## Stored items from a collection
================

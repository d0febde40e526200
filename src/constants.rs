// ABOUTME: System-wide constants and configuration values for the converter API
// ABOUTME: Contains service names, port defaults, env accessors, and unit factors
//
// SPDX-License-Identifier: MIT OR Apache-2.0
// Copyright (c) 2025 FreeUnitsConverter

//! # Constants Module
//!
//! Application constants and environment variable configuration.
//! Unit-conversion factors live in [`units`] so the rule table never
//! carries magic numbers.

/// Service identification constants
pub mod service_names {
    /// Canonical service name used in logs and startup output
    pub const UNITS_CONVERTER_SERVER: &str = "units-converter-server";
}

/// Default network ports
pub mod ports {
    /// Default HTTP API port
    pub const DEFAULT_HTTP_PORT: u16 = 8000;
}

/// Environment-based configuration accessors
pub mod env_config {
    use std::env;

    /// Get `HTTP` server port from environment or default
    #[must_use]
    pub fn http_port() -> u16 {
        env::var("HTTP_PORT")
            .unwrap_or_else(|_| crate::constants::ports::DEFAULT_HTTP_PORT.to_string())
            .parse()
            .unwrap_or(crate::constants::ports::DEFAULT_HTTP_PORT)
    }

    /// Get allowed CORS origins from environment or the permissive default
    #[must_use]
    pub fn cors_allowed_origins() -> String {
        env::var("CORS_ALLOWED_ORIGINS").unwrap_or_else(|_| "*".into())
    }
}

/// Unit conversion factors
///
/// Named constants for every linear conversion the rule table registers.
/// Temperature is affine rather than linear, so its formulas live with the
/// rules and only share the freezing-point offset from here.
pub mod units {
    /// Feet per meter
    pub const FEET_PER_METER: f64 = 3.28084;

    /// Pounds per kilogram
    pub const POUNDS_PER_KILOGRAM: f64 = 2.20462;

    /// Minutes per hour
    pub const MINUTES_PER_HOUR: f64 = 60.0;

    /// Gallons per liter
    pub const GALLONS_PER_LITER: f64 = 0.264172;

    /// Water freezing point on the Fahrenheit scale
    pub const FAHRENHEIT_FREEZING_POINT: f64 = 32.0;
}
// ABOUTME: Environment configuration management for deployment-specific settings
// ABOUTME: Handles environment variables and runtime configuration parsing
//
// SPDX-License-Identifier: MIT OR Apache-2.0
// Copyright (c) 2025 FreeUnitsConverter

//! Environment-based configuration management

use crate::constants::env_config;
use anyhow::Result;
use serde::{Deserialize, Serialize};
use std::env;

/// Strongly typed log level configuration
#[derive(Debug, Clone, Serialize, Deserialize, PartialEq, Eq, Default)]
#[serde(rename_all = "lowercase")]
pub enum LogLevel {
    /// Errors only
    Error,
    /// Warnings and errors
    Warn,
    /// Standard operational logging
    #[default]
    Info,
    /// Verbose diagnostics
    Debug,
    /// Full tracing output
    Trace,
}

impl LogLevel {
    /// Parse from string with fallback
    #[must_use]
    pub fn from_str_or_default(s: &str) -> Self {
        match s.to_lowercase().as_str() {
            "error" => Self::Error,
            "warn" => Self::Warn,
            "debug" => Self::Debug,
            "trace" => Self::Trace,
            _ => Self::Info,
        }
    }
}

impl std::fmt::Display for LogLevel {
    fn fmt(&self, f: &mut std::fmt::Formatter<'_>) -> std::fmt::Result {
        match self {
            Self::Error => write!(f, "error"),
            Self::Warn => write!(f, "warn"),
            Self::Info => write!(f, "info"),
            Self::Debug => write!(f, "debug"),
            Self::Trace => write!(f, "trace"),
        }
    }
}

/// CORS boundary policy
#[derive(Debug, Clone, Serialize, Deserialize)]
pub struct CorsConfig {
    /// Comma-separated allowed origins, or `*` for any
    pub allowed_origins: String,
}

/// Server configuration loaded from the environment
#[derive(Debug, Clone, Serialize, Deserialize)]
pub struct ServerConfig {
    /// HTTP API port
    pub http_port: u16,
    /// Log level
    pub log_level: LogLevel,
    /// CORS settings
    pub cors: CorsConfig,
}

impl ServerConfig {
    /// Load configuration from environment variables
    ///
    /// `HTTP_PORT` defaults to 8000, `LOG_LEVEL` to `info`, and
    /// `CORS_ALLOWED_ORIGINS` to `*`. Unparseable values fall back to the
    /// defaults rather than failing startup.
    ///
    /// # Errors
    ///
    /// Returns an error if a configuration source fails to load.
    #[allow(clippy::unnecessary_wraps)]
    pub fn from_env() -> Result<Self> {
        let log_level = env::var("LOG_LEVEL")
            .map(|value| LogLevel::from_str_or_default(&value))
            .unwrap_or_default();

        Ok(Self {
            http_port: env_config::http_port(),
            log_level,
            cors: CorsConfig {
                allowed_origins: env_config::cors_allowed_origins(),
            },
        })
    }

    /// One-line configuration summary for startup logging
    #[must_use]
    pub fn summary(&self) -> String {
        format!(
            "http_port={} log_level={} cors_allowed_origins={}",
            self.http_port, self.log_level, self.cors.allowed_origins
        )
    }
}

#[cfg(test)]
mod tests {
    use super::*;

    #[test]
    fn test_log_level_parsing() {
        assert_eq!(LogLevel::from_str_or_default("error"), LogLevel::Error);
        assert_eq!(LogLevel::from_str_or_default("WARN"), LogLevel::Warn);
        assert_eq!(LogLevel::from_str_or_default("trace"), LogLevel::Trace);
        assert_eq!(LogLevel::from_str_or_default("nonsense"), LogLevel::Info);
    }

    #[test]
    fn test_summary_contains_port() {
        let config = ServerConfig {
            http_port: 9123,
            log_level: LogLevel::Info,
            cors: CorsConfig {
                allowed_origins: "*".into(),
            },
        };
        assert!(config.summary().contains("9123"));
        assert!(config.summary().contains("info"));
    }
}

================

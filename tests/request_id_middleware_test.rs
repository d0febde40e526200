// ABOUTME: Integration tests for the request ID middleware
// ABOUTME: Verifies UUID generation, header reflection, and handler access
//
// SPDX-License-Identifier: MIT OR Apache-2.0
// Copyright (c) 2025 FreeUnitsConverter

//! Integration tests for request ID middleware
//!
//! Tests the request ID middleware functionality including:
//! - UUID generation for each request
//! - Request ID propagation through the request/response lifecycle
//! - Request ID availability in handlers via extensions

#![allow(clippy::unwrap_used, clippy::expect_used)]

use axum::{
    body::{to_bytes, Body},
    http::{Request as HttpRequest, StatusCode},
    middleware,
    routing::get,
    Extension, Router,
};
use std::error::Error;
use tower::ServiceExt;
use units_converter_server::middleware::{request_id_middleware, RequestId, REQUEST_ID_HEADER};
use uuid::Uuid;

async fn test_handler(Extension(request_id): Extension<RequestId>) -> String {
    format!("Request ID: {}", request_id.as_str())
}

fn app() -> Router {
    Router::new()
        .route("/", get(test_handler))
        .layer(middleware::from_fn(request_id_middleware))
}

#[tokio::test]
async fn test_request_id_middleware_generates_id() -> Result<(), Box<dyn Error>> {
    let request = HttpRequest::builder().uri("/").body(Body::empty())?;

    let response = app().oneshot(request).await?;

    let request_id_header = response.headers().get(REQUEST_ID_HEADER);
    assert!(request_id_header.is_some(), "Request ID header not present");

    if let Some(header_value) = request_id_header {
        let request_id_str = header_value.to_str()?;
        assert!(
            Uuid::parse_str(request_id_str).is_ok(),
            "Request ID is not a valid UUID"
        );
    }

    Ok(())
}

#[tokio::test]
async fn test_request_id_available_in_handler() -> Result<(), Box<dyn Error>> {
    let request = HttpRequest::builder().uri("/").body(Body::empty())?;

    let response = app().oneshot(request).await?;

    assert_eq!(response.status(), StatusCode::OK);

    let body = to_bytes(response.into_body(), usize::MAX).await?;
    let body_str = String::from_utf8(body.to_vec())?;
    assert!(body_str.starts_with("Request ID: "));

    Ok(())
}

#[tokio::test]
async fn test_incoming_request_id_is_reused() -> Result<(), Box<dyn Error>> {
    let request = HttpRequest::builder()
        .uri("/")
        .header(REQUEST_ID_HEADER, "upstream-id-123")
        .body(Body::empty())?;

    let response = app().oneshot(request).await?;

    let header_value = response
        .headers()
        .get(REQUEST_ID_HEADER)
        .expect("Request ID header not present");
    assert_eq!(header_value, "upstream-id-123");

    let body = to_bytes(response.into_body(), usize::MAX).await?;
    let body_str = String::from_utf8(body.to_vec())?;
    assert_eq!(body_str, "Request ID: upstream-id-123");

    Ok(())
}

================

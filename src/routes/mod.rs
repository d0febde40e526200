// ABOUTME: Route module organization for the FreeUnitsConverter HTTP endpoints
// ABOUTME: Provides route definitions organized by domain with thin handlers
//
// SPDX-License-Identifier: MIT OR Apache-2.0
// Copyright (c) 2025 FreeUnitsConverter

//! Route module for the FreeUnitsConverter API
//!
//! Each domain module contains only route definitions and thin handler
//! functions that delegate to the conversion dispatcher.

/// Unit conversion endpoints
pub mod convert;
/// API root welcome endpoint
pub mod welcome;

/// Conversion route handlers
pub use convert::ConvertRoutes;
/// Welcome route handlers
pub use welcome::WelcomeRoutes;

================

## Brief
Whenever a line in the records above contains the string "LogLevel", copy that line.

## Output of the task
pub enum LogLevel {
impl LogLevel {
impl std::fmt::Display for LogLevel {
    pub log_level: LogLevel,
            .map(|value| LogLevel::from_str_or_default(&value))
        assert_eq!(LogLevel::from_str_or_default("error"), LogLevel::Error);
        assert_eq!(LogLevel::from_str_or_default("WARN"), LogLevel::Warn);
        assert_eq!(LogLevel::from_str_or_default("trace"), LogLevel::Trace);
        assert_eq!(LogLevel::from_str_or_default("nonsense"), LogLevel::Info);
            log_level: LogLevel::Info,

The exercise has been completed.